* _The task_: Search the data for "None". Return each matching line.

* _Materials provided_:

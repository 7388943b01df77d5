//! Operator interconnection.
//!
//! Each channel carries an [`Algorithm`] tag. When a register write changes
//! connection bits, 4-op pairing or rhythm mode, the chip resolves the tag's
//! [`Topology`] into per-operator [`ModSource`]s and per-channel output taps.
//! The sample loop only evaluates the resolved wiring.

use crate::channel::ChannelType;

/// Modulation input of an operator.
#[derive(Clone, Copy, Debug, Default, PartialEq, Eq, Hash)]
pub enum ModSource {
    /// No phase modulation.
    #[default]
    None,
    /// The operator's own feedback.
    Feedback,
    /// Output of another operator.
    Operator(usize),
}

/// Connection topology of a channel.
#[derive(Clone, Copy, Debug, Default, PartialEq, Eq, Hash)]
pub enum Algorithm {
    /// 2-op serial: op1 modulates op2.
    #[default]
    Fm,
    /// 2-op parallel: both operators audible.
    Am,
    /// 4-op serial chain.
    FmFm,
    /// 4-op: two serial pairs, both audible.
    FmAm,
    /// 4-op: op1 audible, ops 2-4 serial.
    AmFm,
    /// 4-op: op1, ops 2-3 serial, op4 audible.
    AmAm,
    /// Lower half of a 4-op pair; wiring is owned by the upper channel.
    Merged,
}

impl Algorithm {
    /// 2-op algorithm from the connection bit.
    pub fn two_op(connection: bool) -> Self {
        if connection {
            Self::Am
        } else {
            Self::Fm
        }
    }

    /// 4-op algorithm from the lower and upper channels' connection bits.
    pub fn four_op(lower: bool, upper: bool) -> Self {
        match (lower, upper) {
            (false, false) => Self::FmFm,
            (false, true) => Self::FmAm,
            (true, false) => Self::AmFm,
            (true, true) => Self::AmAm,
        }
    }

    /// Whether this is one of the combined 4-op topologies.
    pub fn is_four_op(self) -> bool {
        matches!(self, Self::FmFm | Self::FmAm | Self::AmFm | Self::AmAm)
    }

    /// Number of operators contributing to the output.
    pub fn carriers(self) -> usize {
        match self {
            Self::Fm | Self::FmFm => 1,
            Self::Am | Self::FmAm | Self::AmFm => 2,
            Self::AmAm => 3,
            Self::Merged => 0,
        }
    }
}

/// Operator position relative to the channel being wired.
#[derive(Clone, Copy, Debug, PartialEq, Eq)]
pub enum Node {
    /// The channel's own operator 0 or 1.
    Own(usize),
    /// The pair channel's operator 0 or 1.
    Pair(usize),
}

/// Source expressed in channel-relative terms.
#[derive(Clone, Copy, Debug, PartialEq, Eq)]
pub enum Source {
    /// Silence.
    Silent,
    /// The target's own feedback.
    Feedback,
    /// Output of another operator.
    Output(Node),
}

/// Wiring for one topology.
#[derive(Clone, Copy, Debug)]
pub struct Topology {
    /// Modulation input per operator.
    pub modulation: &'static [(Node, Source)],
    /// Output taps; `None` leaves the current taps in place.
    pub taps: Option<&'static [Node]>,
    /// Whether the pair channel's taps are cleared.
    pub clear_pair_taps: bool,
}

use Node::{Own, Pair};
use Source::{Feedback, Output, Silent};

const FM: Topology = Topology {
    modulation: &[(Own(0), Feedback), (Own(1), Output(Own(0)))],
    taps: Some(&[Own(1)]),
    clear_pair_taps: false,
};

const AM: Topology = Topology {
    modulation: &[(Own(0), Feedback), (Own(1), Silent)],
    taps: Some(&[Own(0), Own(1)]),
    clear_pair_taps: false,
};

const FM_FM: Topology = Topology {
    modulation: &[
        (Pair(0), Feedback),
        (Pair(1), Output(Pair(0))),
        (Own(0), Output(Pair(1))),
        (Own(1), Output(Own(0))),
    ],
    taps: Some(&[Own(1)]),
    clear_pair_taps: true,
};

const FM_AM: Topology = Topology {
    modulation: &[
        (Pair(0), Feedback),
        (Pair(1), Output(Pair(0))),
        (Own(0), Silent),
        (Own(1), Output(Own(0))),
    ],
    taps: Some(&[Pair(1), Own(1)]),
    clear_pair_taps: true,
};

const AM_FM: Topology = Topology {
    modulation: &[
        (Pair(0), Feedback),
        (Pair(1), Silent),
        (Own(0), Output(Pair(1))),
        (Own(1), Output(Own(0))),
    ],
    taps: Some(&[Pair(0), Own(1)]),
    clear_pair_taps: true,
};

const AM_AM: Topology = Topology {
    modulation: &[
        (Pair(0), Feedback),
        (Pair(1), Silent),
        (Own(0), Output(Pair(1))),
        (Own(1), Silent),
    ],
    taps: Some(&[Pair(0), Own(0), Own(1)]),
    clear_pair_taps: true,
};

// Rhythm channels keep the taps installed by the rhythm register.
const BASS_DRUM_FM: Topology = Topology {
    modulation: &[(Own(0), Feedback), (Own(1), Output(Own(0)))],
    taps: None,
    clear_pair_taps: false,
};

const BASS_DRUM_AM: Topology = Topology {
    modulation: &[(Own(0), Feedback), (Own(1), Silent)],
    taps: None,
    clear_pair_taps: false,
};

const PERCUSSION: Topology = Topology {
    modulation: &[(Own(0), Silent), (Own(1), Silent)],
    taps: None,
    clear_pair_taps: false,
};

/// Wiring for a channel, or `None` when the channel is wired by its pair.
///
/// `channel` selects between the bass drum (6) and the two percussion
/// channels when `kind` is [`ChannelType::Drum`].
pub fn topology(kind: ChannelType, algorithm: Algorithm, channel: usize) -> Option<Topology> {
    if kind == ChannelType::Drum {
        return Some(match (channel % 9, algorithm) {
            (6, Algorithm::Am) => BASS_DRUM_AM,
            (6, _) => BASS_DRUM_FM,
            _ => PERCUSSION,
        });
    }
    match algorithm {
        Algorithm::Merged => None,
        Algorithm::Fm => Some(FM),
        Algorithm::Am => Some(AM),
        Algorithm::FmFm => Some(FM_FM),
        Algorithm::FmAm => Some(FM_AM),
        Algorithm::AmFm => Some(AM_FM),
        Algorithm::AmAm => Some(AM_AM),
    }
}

* _Response box_:
    None,
    /// Output taps; `None` leaves the current taps in place.
    taps: None,
    taps: None,
    taps: None,
/// Wiring for a channel, or `None` when the channel is wired by its pair.
        Algorithm::Merged => None,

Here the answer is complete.